***** SUPPLIED RECORDS *****
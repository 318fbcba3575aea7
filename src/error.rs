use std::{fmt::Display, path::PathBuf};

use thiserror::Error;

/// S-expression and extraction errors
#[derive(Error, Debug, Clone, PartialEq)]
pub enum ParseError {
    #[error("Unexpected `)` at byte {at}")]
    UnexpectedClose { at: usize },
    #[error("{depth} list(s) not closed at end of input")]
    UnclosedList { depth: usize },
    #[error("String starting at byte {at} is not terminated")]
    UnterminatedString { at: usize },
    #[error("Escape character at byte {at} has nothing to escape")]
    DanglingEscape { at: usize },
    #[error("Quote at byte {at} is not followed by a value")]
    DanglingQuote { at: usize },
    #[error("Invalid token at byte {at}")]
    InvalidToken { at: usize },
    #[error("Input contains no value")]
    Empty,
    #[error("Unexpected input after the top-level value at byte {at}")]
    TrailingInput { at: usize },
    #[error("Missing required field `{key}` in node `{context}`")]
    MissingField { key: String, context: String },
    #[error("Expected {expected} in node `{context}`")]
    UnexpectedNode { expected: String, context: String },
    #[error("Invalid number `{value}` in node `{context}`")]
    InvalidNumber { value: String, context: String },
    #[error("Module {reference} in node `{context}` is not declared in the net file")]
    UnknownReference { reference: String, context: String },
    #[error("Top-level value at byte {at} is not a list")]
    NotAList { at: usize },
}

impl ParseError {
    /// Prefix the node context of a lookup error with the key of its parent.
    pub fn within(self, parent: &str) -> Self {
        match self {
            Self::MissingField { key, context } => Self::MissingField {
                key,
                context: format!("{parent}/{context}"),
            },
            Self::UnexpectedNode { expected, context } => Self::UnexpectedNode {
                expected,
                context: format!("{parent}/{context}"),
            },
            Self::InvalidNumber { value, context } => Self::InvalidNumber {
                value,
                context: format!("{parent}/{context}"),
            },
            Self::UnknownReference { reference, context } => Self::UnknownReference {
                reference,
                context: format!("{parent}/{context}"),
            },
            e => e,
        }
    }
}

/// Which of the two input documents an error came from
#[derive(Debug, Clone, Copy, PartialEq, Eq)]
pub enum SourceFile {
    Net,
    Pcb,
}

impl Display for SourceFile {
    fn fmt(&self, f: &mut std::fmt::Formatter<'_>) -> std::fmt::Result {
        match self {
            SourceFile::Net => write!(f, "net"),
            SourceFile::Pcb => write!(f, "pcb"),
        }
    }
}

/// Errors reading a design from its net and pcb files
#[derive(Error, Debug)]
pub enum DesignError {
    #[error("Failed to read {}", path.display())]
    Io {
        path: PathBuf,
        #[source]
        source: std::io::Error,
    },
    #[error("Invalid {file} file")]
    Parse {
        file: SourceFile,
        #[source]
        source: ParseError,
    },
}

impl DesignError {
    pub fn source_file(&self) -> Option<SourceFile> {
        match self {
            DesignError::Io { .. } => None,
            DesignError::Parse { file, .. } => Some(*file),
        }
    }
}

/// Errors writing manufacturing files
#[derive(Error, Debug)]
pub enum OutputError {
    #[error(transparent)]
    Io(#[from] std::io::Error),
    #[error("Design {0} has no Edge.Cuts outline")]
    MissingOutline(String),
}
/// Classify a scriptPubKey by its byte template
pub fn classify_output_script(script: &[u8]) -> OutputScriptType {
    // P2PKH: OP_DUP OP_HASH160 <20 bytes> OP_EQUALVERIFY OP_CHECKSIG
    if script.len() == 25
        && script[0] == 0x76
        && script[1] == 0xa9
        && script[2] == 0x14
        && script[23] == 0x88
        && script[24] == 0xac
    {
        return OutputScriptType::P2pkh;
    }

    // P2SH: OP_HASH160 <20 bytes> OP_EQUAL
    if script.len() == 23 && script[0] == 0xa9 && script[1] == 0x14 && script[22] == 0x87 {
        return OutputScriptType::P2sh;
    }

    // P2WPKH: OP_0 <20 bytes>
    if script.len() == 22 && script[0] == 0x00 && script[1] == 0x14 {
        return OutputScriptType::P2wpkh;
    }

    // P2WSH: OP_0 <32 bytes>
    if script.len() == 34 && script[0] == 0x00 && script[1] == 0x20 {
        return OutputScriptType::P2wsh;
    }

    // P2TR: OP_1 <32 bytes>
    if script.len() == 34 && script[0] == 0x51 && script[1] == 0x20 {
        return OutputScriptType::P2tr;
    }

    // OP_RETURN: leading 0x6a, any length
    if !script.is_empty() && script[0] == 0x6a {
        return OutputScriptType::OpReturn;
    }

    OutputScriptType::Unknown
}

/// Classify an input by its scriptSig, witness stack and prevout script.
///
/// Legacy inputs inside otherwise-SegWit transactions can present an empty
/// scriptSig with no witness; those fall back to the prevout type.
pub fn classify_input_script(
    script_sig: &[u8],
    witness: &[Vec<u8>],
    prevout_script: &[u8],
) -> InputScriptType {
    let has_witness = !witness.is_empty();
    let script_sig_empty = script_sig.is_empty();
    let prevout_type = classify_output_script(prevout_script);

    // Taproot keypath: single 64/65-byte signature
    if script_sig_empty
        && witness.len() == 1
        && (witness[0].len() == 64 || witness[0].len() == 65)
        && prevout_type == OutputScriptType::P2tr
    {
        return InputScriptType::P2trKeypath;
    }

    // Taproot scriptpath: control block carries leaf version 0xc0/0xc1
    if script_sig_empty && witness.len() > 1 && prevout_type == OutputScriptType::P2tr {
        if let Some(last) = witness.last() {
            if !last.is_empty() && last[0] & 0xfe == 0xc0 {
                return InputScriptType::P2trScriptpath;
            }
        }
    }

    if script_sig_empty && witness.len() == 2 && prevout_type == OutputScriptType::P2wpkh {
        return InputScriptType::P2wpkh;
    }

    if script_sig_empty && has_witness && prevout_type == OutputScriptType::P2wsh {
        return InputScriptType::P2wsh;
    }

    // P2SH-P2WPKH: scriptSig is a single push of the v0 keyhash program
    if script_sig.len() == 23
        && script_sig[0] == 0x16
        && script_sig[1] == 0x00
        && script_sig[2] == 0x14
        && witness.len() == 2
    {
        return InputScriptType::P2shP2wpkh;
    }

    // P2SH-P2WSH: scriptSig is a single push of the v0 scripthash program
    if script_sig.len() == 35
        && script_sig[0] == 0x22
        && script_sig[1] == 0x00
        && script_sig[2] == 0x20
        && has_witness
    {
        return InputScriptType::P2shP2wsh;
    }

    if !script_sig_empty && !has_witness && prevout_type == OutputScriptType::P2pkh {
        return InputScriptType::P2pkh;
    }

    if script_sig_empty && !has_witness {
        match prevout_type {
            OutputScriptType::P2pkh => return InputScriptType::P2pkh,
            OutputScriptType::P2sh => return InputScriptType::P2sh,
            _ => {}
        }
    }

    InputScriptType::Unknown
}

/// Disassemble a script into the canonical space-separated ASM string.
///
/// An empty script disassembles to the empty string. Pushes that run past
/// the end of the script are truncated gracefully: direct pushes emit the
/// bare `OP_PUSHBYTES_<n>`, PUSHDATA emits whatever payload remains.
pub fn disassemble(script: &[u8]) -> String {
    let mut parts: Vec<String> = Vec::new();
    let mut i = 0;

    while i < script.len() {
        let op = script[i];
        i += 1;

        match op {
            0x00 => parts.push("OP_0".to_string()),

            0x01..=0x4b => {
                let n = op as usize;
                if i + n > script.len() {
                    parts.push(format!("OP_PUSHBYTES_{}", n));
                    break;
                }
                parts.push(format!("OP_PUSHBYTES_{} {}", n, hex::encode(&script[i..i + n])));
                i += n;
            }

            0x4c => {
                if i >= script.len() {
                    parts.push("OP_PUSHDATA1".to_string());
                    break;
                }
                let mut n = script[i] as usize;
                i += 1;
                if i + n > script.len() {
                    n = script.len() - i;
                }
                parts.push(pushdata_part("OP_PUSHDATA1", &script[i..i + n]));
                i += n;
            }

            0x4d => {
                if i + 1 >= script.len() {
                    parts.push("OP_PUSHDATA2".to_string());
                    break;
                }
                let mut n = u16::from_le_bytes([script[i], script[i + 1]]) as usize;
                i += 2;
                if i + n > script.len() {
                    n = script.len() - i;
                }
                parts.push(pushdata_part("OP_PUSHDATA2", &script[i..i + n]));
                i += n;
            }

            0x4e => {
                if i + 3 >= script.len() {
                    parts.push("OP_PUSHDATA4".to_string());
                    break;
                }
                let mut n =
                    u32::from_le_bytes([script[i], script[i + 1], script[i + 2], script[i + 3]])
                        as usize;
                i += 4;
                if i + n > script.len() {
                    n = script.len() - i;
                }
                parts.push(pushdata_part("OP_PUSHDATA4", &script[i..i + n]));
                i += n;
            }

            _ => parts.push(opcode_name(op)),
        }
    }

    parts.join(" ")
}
*****
***** SUPPLIED RECORDS *****
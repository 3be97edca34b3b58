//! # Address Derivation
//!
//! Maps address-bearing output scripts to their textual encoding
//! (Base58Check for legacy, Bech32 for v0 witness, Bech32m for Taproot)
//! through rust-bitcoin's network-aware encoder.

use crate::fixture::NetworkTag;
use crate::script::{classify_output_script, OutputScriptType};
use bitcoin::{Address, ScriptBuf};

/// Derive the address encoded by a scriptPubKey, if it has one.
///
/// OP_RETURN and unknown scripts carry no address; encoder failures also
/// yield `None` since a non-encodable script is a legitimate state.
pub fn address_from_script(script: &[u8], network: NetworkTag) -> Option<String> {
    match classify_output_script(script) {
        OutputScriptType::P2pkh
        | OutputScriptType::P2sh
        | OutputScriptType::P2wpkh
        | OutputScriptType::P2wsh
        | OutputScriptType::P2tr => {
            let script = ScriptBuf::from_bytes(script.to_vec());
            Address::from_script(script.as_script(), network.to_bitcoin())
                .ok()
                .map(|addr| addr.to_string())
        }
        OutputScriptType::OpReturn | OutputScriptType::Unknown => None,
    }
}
*****
***** SUPPLIED RECORDS *****
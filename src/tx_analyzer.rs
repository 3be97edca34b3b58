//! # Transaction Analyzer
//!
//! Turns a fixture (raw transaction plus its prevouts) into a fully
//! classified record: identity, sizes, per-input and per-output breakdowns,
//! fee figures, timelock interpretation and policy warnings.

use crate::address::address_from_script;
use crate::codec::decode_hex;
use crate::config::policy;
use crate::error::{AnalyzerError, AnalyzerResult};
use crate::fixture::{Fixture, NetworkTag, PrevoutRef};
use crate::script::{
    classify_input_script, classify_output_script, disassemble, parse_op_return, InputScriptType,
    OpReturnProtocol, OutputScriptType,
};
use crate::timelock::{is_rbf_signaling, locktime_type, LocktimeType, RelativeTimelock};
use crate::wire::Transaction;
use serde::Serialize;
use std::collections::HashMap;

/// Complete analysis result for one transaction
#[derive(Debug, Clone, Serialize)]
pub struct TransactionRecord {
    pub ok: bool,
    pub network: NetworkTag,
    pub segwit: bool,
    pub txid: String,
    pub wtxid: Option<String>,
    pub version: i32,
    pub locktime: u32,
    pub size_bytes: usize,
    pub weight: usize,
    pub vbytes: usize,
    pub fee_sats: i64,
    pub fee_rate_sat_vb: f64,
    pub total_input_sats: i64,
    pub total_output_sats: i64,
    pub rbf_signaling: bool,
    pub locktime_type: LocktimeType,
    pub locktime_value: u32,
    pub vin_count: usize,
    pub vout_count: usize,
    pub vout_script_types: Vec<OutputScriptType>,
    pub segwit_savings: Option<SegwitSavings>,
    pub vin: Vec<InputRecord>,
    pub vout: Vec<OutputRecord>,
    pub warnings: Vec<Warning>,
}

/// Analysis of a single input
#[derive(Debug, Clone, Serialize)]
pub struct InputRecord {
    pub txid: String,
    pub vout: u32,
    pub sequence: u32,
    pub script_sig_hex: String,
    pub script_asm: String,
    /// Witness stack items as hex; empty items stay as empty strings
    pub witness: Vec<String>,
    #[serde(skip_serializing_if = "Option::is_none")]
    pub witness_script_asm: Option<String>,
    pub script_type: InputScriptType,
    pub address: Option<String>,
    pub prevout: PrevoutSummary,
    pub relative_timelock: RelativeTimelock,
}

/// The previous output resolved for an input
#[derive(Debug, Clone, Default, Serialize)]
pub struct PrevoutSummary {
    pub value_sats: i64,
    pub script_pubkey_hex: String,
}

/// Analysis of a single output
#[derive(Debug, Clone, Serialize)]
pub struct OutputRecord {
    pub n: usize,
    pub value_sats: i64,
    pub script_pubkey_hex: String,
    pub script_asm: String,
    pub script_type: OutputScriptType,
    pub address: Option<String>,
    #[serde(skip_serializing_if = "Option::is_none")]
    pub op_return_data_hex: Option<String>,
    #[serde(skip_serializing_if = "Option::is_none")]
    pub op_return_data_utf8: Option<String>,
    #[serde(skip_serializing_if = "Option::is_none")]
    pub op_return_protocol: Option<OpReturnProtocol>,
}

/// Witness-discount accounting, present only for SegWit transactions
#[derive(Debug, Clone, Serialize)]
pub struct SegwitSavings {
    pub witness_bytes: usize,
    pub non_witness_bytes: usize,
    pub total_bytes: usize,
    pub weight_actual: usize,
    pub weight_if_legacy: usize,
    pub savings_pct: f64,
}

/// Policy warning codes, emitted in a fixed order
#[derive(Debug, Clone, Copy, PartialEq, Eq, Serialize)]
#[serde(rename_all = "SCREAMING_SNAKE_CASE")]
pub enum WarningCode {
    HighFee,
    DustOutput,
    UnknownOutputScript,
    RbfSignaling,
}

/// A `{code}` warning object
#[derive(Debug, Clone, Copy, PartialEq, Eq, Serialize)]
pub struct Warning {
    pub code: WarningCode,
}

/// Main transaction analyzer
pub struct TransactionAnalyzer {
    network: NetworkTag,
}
*****
# [WHAT IS REQUIRED]
Start with the line above that contains "return InputScriptType::P2shP2wpkh;" and stop after the line that contains "if !script_sig_empty &&". Output those lines exactly, and only those.

# [TASK ANSWER]
        return InputScriptType::P2shP2wpkh;
    }

    // P2SH-P2WSH: scriptSig is a single push of the v0 scripthash program
    if script_sig.len() == 35
        && script_sig[0] == 0x22
        && script_sig[1] == 0x00
        && script_sig[2] == 0x20
        && has_witness
    {
        return InputScriptType::P2shP2wsh;
    }

    if !script_sig_empty && !has_witness && prevout_type == OutputScriptType::P2pkh {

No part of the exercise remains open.